Yang Lanlan est une étudiante chinoise de 23 ans à Sydney, en Australie, qui a percuté de face, au volant de son SUV Rolls‑Royce, une autre voiture dans un quartier aisé, blessant grièvement l’autre conductrice. Les liens supposés de cette mystérieuse jeune femme avec l’élite chinoise ont attiré l’attention de la diaspora.
Li Keqiang est un ancien Premier ministre chinois, mort en 2023 d’une crise cardiaque après une brouille supposée avec Xi.
Combinés au marasme économique chinois, à la montée des tensions avec Washington et à l’inconstance des politiques publiques, ces éléments amènent M. Shen à juger qu’il est manifeste que quelque chose dysfonctionne au cœur du système.

Risque de lutte de factions

MM. Shen et Tang préviennent que le 4e plénum pourrait réserver des tours inattendus. « Des annonces soudaines de poursuites pénales pourraient tomber avant ou pendant la réunion », avance M. Shen. « Dans un scénario extrême, des caciques du Parti pourraient pousser Xi à la démission, ou l’armée proposer sa destitution. Si Xi refuse, cela pourrait même déboucher sur une lutte de pouvoir avec usage de la force. »
De tels scénarios ont des précédents historiques. M. Shen rappelle que lorsque le mandat de président de la CMC de l’ex‑dirigeant Jiang Zemin arrivait à son terme, l’armée avait poussé à le prolonger de deux à trois années et personne n’osa s’y opposer — un rappel que l’institution militaire a toujours été un acteur politique décisif en Chine.
M. Tang estime que les élites politiques du PCC se sont fracturées en trois blocs rivaux : les fidèles de Xi, souvent appelés la « faction Xi » ; un groupe d’anciens dirigeants alignés sur l’ex‑Premier ministre Wen Jiabao, Wang Yang et l’ancien dirigeant Hu Jintao, qui conservent une influence notable ; et une troisième faction centrée sur des généraux de haut rang, tels que le vice‑président de la CMC Zhang Youxia et Liu Yuan.
« Qu’on le veuille ou non, [l’armée] est devenue la force clé qui pourrait décider de l’avenir politique de la Chine », dit‑il.
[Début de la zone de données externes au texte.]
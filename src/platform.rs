//! Target platform descriptor.
//!
//! One enum replaces the per-platform builder variants: each platform
//! carries the handful of things that actually differ between them (Qt
//! layout under the SDK, where ninja comes from, extra CMake flags,
//! whether a packaging step runs).

use std::path::{Path, PathBuf};
use std::str::FromStr;

use crate::host::{HostInfo, HostOs};

/// The platform a build targets. Always the host platform in practice;
/// kept explicit so argument construction stays a pure function.
#[derive(Debug, Clone, Copy, PartialEq, Eq)]
pub enum Platform {
    Linux,
    MacOs,
    Windows,
}

impl Platform {
    /// Platform of the running process.
    pub fn current() -> Option<Platform> {
        match crate::host::current_os() {
            HostOs::Linux => Some(Platform::Linux),
            HostOs::MacOs => Some(Platform::MacOs),
            HostOs::Windows => Some(Platform::Windows),
            HostOs::Other => None,
        }
    }

    /// Short lowercase name, used in release subdirectories.
    pub fn name(&self) -> &'static str {
        match self {
            Platform::Linux => "linux",
            Platform::MacOs => "macos",
            Platform::Windows => "windows",
        }
    }

    /// Qt tree location under the SDK root. The SDK pins a different Qt
    /// build per platform.
    pub fn qt_subpath(&self) -> PathBuf {
        match self {
            Platform::Windows => Path::new("qt").join("5.6"),
            Platform::Linux => Path::new("qt").join("maya2016"),
            Platform::MacOs => Path::new("qt").join("maya2017"),
        }
    }

    /// The build tool to invoke. Windows agents carry a pinned ninja.exe
    /// inside the source tree; Unix uses whatever is on PATH.
    pub fn ninja_program(&self, source_dir: &Path) -> PathBuf {
        match self {
            Platform::Windows => source_dir.join("build").join("tools").join("ninja.exe"),
            _ => PathBuf::from("ninja"),
        }
    }

    /// Platform-specific extra CMake flags. CentOS 6.7 agents link libc
    /// statically so the produced binaries run on newer distributions.
    pub fn extra_cmake_flags(&self, host: &HostInfo) -> Vec<String> {
        match self {
            Platform::Linux => {
                let static_libc = host
                    .linux
                    .as_ref()
                    .is_some_and(|d| d.id == "centos" && d.version == "6.7");
                if static_libc {
                    vec!["-DWITH_STATIC_LIBC=ON".to_string()]
                } else {
                    Vec::new()
                }
            }
            _ => Vec::new(),
        }
    }

    /// Whether the packaging stage produces an artifact on this platform.
    /// Linux release packaging is handled outside this pipeline.
    pub fn packages_artifact(&self) -> bool {
        !matches!(self, Platform::Linux)
    }
}

impl FromStr for Platform {
    type Err = String;

    fn from_str(s: &str) -> Result<Self, Self::Err> {
        match s {
            "linux" => Ok(Platform::Linux),
            "macos" => Ok(Platform::MacOs),
            "windows" => Ok(Platform::Windows),
            other => Err(format!(
                "unknown platform `{}` (expected linux, macos or windows)",
                other
            )),
        }
    }
}
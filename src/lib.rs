//! Slipway - build orchestration for the renderserver product
//!
//! This crate resolves user/CI-supplied parameters into concrete CMake
//! and Ninja invocations: host probing, toolchain environment
//! computation, configuration resolution, and the linear
//! configure/build/package pipeline.

pub mod ci;
pub mod config;
pub mod driver;
pub mod error;
pub mod host;
pub mod platform;
pub mod toolchain;
pub mod util;

pub use config::{BuildConfig, BuildRequest};
pub use driver::BuildDriver;
pub use error::Error;
pub use host::HostInfo;
pub use platform::Platform;
pub use toolchain::ToolchainEnv;
pub use util::process::{DryRunExecutor, Executor, ExternalCommand, ProcessExecutor};
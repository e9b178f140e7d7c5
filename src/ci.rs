//! CI invocation wrapper.
//!
//! TeamCity hands the build agent its own parameter names; this module
//! translates them into the `build` subcommand's arguments and re-invokes
//! the builder as a fresh subprocess, propagating its exit code verbatim.
//!
//! Some Windows agents predate the SDK-bundled toolchain and still rely
//! on a system-installed Visual Studio 2013; for those, a fixed legacy
//! variable set is attached to the child command (not the process
//! environment). Agents driven through the separate Jenkins mode skip it.

use std::path::{Path, PathBuf};

use crate::error::Result;
use crate::platform::Platform;
use crate::util::process::{Executor, ExternalCommand};

/// Compiler pinned on the Unix CI fleet.
const CI_UNIX_CC: &str = "gcc-4.9.3";
const CI_UNIX_CXX: &str = "g++-4.9.3";

const LEGACY_VS2013_PATH: &[&str] = &[
    r"C:\Program Files (x86)\Microsoft Visual Studio 12.0\Common7\IDE\CommonExtensions\Microsoft\TestWindow",
    r"C:\Program Files (x86)\MSBuild\12.0\bin\amd64",
    r"C:\Program Files (x86)\Microsoft Visual Studio 12.0\VC\BIN\amd64",
    r"C:\Windows\Microsoft.NET\Framework64\v4.0.30319",
    r"C:\Program Files (x86)\Microsoft Visual Studio 12.0\VC\VCPackages",
    r"C:\Program Files (x86)\Microsoft Visual Studio 12.0\Common7\IDE",
    r"C:\Program Files (x86)\Microsoft Visual Studio 12.0\Common7\Tools",
    r"C:\Program Files (x86)\Windows Kits\8.1\bin\x64",
    r"C:\Program Files (x86)\Windows Kits\8.1\bin\x86",
    r"C:\Windows\system32",
    r"C:\Windows",
    r"C:\Windows\System32\Wbem",
    r"C:\Windows\System32\WindowsPowerShell\v1.0",
];

const LEGACY_VS2013_INCLUDE: &[&str] = &[
    r"C:\Program Files (x86)\Microsoft Visual Studio 12.0\VC\INCLUDE",
    r"C:\Program Files (x86)\Microsoft Visual Studio 12.0\VC\ATLMFC\INCLUDE",
    r"C:\Program Files (x86)\Windows Kits\8.1\include\shared",
    r"C:\Program Files (x86)\Windows Kits\8.1\include\um",
    r"C:\Program Files (x86)\Windows Kits\8.1\include\winrt",
];

const LEGACY_VS2013_LIB: &[&str] = &[
    r"C:\Program Files (x86)\Microsoft Visual Studio 12.0\VC\LIB\amd64",
    r"C:\Program Files (x86)\Microsoft Visual Studio 12.0\VC\ATLMFC\LIB\amd64",
    r"C:\Program Files (x86)\Windows Kits\8.1\lib\winv6.3\um\x64",
];

const LEGACY_VS2013_LIBPATH: &[&str] = &[
    r"C:\Windows\Microsoft.NET\Framework64\v4.0.30319",
    r"C:\Program Files (x86)\Microsoft Visual Studio 12.0\VC\LIB\amd64",
    r"C:\Program Files (x86)\Microsoft Visual Studio 12.0\VC\ATLMFC\LIB\amd64",
    r"C:\Program Files (x86)\Windows Kits\8.1\References\CommonConfiguration\Neutral",
];

/// CI-supplied parameters, as TeamCity names them.
#[derive(Debug, Clone)]
pub struct CiRequest {
    pub branch_hash: String,
    pub branch: String,
    pub install_path: PathBuf,
    pub release_path: PathBuf,
    pub source_path: PathBuf,
    pub build_path: PathBuf,
    pub libs_path: PathBuf,
    pub sdk_path: PathBuf,
    /// Delegate toolchain setup to the Jenkins agent mode.
    pub jenkins: bool,
}

/// The legacy VS2013 variable set, with the existing search path kept at
/// the end of PATH.
pub fn legacy_windows_env(base_path: Option<String>) -> Vec<(String, String)> {
    let mut path: Vec<String> = Vec::new();
    if let Some(base) = base_path {
        path.push(base);
    }
    path.extend(LEGACY_VS2013_PATH.iter().map(|s| s.to_string()));

    vec![
        ("PATH".to_string(), path.join(";")),
        ("INCLUDE".to_string(), LEGACY_VS2013_INCLUDE.join(";")),
        ("LIB".to_string(), LEGACY_VS2013_LIB.join(";")),
        ("LIBPATH".to_string(), LEGACY_VS2013_LIBPATH.join(";")),
    ]
}

/// Translate CI parameters into a `build` invocation of the given
/// builder executable.
pub fn child_command(request: &CiRequest, platform: Platform, builder_exe: &Path) -> ExternalCommand {
    let mut cmd = ExternalCommand::new(builder_exe)
        .arg("build")
        .arg(format!("--branch-hash={}", request.branch_hash))
        .arg(format!("--source-path={}", request.source_path.display()))
        .arg(format!("--build-path={}", request.build_path.display()))
        .arg(format!("--install-path={}", request.install_path.display()))
        .arg(format!("--release-path={}", request.release_path.display()))
        .arg(format!("--libs-path={}", request.libs_path.display()))
        .arg(format!("--sdk-path={}", request.sdk_path.display()))
        .arg("--package");

    match platform {
        Platform::Windows => {
            if !request.jenkins {
                cmd = cmd.envs(legacy_windows_env(std::env::var("PATH").ok()));
            }
        }
        _ => {
            cmd = cmd
                .arg(format!("--cc={}", CI_UNIX_CC))
                .arg(format!("--cxx={}", CI_UNIX_CXX));
        }
    }

    cmd
}

/// Re-invoke the builder with translated parameters and hand back the
/// child's exit code.
pub fn run(request: &CiRequest, platform: Platform, executor: &mut dyn Executor) -> Result<i32> {
    let exe = std::env::current_exe()
        .map_err(|e| crate::error::Error::io("failed to locate the builder executable", e))?;

    let cmd = child_command(request, platform, &exe);
    tracing::info!(
        "re-invoking builder for branch {} ({})",
        request.branch,
        request.branch_hash
    );

    let code = executor.run(&cmd)?;
    Ok(code.unwrap_or(-1))
}
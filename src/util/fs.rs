//! Filesystem utilities.

use std::fs;
use std::path::{Path, PathBuf};

use crate::error::{Error, Result};

/// Ensure a directory exists, creating it if necessary.
pub fn ensure_dir(path: &Path) -> Result<()> {
    if !path.exists() {
        fs::create_dir_all(path)
            .map_err(|e| Error::io(format!("failed to create directory: {}", path.display()), e))?;
    }
    Ok(())
}

/// Remove a directory and all its contents, if it exists.
pub fn remove_dir_all_if_exists(path: &Path) -> Result<()> {
    if path.exists() {
        fs::remove_dir_all(path)
            .map_err(|e| Error::io(format!("failed to remove directory: {}", path.display()), e))?;
    }
    Ok(())
}

/// Canonicalize a path, but don't fail if it doesn't exist yet.
/// Returns the path as-is if canonicalization fails.
pub fn normalize_path(path: &Path) -> PathBuf {
    path.canonicalize().unwrap_or_else(|_| path.to_path_buf())
}
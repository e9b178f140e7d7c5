//! External command model and execution.
//!
//! The driver constructs [`ExternalCommand`] values with pure functions;
//! the blocking invocation lives behind the [`Executor`] trait so that
//! dry-run mode (and tests) never spawn anything.

use std::ffi::OsStr;
use std::path::{Path, PathBuf};
use std::process::Command;

use crate::error::{Error, Result};

/// A fully-described invocation of an external tool.
///
/// Environment overrides are explicit and travel with the command; the
/// process-wide environment is never mutated.
#[derive(Debug, Clone, PartialEq, Eq)]
pub struct ExternalCommand {
    program: PathBuf,
    args: Vec<String>,
    cwd: Option<PathBuf>,
    env: Vec<(String, String)>,
}

impl ExternalCommand {
    /// Create a new command for the given program.
    pub fn new(program: impl AsRef<Path>) -> Self {
        ExternalCommand {
            program: program.as_ref().to_path_buf(),
            args: Vec::new(),
            cwd: None,
            env: Vec::new(),
        }
    }

    /// Add a single argument.
    pub fn arg(mut self, arg: impl AsRef<OsStr>) -> Self {
        self.args.push(arg.as_ref().to_string_lossy().into_owned());
        self
    }

    /// Add multiple arguments.
    pub fn args<I, S>(mut self, args: I) -> Self
    where
        I: IntoIterator<Item = S>,
        S: AsRef<OsStr>,
    {
        self.args.extend(
            args.into_iter()
                .map(|s| s.as_ref().to_string_lossy().into_owned()),
        );
        self
    }

    /// Set an environment variable override for this command only.
    pub fn env(mut self, key: impl Into<String>, value: impl Into<String>) -> Self {
        self.env.push((key.into(), value.into()));
        self
    }

    /// Set several environment overrides at once.
    pub fn envs(mut self, vars: impl IntoIterator<Item = (String, String)>) -> Self {
        self.env.extend(vars);
        self
    }

    /// Set the working directory.
    pub fn cwd(mut self, cwd: impl AsRef<Path>) -> Self {
        self.cwd = Some(cwd.as_ref().to_path_buf());
        self
    }

    /// Get the program path.
    pub fn get_program(&self) -> &Path {
        &self.program
    }

    /// Get the arguments.
    pub fn get_args(&self) -> &[String] {
        &self.args
    }

    /// Get the environment overrides.
    pub fn get_env(&self) -> &[(String, String)] {
        &self.env
    }

    /// Get the working directory, if one was set.
    pub fn get_cwd(&self) -> Option<&Path> {
        self.cwd.as_deref()
    }

    /// Display the command for logs and dry-run output.
    pub fn display_command(&self) -> String {
        let mut parts = vec![self.program.display().to_string()];
        parts.extend(self.args.iter().cloned());
        parts.join(" ")
    }

    fn build_command(&self) -> Command {
        let mut cmd = Command::new(&self.program);
        cmd.args(&self.args);

        for (key, value) in &self.env {
            cmd.env(key, value);
        }

        if let Some(ref cwd) = self.cwd {
            cmd.current_dir(cwd);
        }

        cmd
    }
}

/// Runs (or records) external commands.
pub trait Executor {
    /// Run the command to completion and return its exit code, or `None`
    /// if the process was terminated by a signal.
    fn run(&mut self, cmd: &ExternalCommand) -> Result<Option<i32>>;

    /// Whether this executor actually spawns processes.
    fn is_dry_run(&self) -> bool {
        false
    }
}

/// Executor that spawns the real process, inheriting stdout/stderr, and
/// blocks until it exits.
#[derive(Debug, Default)]
pub struct ProcessExecutor;

impl Executor for ProcessExecutor {
    fn run(&mut self, cmd: &ExternalCommand) -> Result<Option<i32>> {
        tracing::debug!("running: {}", cmd.display_command());

        let status = cmd.build_command().status().map_err(|source| Error::Spawn {
            program: cmd.get_program().display().to_string(),
            source,
        })?;

        Ok(status.code())
    }
}

/// Executor for dry-run mode: prints each command verbatim and reports
/// success without spawning anything.
#[derive(Debug, Default)]
pub struct DryRunExecutor {
    commands: Vec<ExternalCommand>,
}

impl DryRunExecutor {
    pub fn new() -> Self {
        DryRunExecutor::default()
    }

    /// Commands recorded so far, in invocation order.
    pub fn commands(&self) -> &[ExternalCommand] {
        &self.commands
    }
}

impl Executor for DryRunExecutor {
    fn run(&mut self, cmd: &ExternalCommand) -> Result<Option<i32>> {
        println!("{}", cmd.display_command());
        self.commands.push(cmd.clone());
        Ok(Some(0))
    }

    fn is_dry_run(&self) -> bool {
        true
    }
}

/// Find an executable in PATH.
pub fn find_executable(name: &str) -> Option<PathBuf> {
    which::which(name).ok()
}

/// Find CMake.
pub fn find_cmake() -> Option<PathBuf> {
    find_executable("cmake")
}

/// Find Ninja.
pub fn find_ninja() -> Option<PathBuf> {
    find_executable("ninja")
}
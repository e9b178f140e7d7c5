//! Build configuration resolution.
//!
//! Raw CLI/CI input comes in as a [`BuildRequest`]; [`BuildConfig::resolve`]
//! validates the required directories, normalizes and creates the install
//! tree, and hands the driver an immutable view of everything it needs.

use std::path::{Path, PathBuf};

use crate::error::{Error, Result};
use crate::util::fs::{ensure_dir, normalize_path};

/// Length the CI branch hash is truncated to when namespacing installs.
const BRANCH_HASH_LEN: usize = 7;

/// Raw, unvalidated build parameters as supplied on the command line or
/// translated from CI parameters.
#[derive(Debug, Clone, Default)]
pub struct BuildRequest {
    pub source_path: PathBuf,
    pub build_path: PathBuf,
    pub install_path: PathBuf,
    pub release_path: Option<PathBuf>,
    pub libs_path: PathBuf,
    pub sdk_path: PathBuf,

    /// CI branch hash; namespaces the install directory when present.
    pub branch_hash: Option<String>,

    /// C compiler override (`-DCMAKE_C_COMPILER`).
    pub cc: Option<String>,
    /// C++ compiler override (`-DCMAKE_CXX_COMPILER`).
    pub cxx: Option<String>,

    pub jobs: usize,
    pub build_type: String,
    pub project: String,
    pub version: String,

    pub clean: bool,
    pub dry_run: bool,
    pub export_only: bool,
    pub package: bool,

    /// AppSDK location and version, forwarded to CMake.
    pub appsdk_path: Option<PathBuf>,
    pub appsdk_version: Option<String>,
    /// Message-queue library root (`-DZMQ_ROOT`).
    pub zmq_root: Option<PathBuf>,
    /// Boost root; include/lib subdirectories are derived from it.
    pub boost_root: Option<PathBuf>,
}

/// Fully resolved build configuration, immutable once created.
#[derive(Debug, Clone)]
pub struct BuildConfig {
    pub source_dir: PathBuf,
    pub build_dir: PathBuf,
    /// Install prefix, already namespaced by the truncated branch hash
    /// when one was supplied.
    pub install_dir: PathBuf,
    pub release_dir: Option<PathBuf>,
    pub libs_dir: PathBuf,
    pub sdk_dir: PathBuf,

    /// Truncated branch hash, empty outside CI.
    pub branch_hash: String,

    pub cc: Option<String>,
    pub cxx: Option<String>,

    pub jobs: usize,
    pub build_type: String,
    pub project: String,
    pub version: String,

    pub clean: bool,
    pub dry_run: bool,
    pub export_only: bool,
    pub package: bool,

    pub appsdk_path: Option<PathBuf>,
    pub appsdk_version: Option<String>,
    pub zmq_root: Option<PathBuf>,
    pub boost_root: Option<PathBuf>,
}

impl BuildConfig {
    /// Validate a request and derive the concrete directory layout.
    ///
    /// The source, libs and SDK directories must already exist; the
    /// install directory is created here so the driver can assume it.
    pub fn resolve(request: BuildRequest) -> Result<BuildConfig> {
        require_dir("source_path", &request.source_path)?;
        require_dir("libs_path", &request.libs_path)?;
        require_dir("sdk_path", &request.sdk_path)?;

        let branch_hash: String = request
            .branch_hash
            .unwrap_or_default()
            .chars()
            .take(BRANCH_HASH_LEN)
            .collect();

        let mut install_dir = normalize_path(&request.install_path);
        if !branch_hash.is_empty() {
            install_dir = install_dir.join(&branch_hash);
        }
        ensure_dir(&install_dir)?;
        let install_dir = normalize_path(&install_dir);

        // Packaging needs the release tree up front, but never in a
        // dry run.
        let release_dir = request.release_path.map(|p| normalize_path(&p));
        if request.package && !request.dry_run {
            if let Some(ref release) = release_dir {
                ensure_dir(release)?;
            }
        }

        Ok(BuildConfig {
            source_dir: normalize_path(&request.source_path),
            build_dir: normalize_path(&request.build_path),
            install_dir,
            release_dir,
            libs_dir: normalize_path(&request.libs_path),
            sdk_dir: normalize_path(&request.sdk_path),
            branch_hash,
            cc: request.cc,
            cxx: request.cxx,
            jobs: request.jobs,
            build_type: request.build_type,
            project: request.project,
            version: request.version,
            clean: request.clean,
            dry_run: request.dry_run,
            export_only: request.export_only,
            package: request.package,
            appsdk_path: request.appsdk_path,
            appsdk_version: request.appsdk_version,
            zmq_root: request.zmq_root,
            boost_root: request.boost_root,
        })
    }

    /// Artifact file name in the release tree, e.g.
    /// `renderserver-1.0.0-3f2a1bc-linux-x86_64.tar.bz2`.
    pub fn artifact_name(&self, os: &str, arch: &str) -> String {
        let mut name = format!("{}-{}", self.project, self.version);
        if !self.branch_hash.is_empty() {
            name.push('-');
            name.push_str(&self.branch_hash);
        }
        format!("{}-{}-{}.tar.bz2", name, os, arch)
    }
}

fn require_dir(arg: &'static str, path: &Path) -> Result<()> {
    if !path.is_dir() {
        return Err(Error::InvalidPath {
            arg,
            path: path.to_path_buf(),
        });
    }
    Ok(())
}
Des agents de sécurité chinois regardent les délégués militaires pendant le discours du dirigeant chinois Xi Jinping lors du 19e Congrès du Parti communiste à Pékin, le 18 octobre 2017. (Fred Dufour/AFP via Getty Images)

Un 4e plénum charnière

Les 4e plénums ont souvent coïncidé avec des tournants majeurs de l’histoire du PCC. La session de 1979, sous l’égide de Deng Xiaoping, a marqué le début de l’ère des réformes économiques. Une décennie plus tard, après le massacre de la place Tiananmen en 1989, les caciques du Parti ont installé Jiang Zemin à la tête du pays lors du 4e plénum, en remplacement de Zhao Ziyang.
Sous l’ère Xi, le 4e plénum de 2019 a consolidé son statut de « noyau de direction » sur fond de guerre commerciale sino‑américaine et de manifestations pro‑démocratie à Hongkong, ouvrant la voie à un contrôle politique resserré et à l’imposition de la draconienne loi sur la sécurité nationale dans l’ex‑colonie. Puis est venue la pandémie, durant laquelle la politique du « zéro‑Covid » de Xi a frappé l’économie et le niveau de vie des Chinois ordinaires.
M. Tang estime que le régime chinois entre désormais dans une autre ère. « Des affaires comme la mort de Yu Menglong auraient autrefois été étouffées discrètement », dit‑il. « Mais désormais elles explosent sur la scène internationale, et chaque crise déclenche de nouvelles réactions en chaîne, qui finiront par affecter les fondations du régime totalitaire du PCC. »
Ning Haizhong et Luo Ya ont contribué à la rédaction de cet article.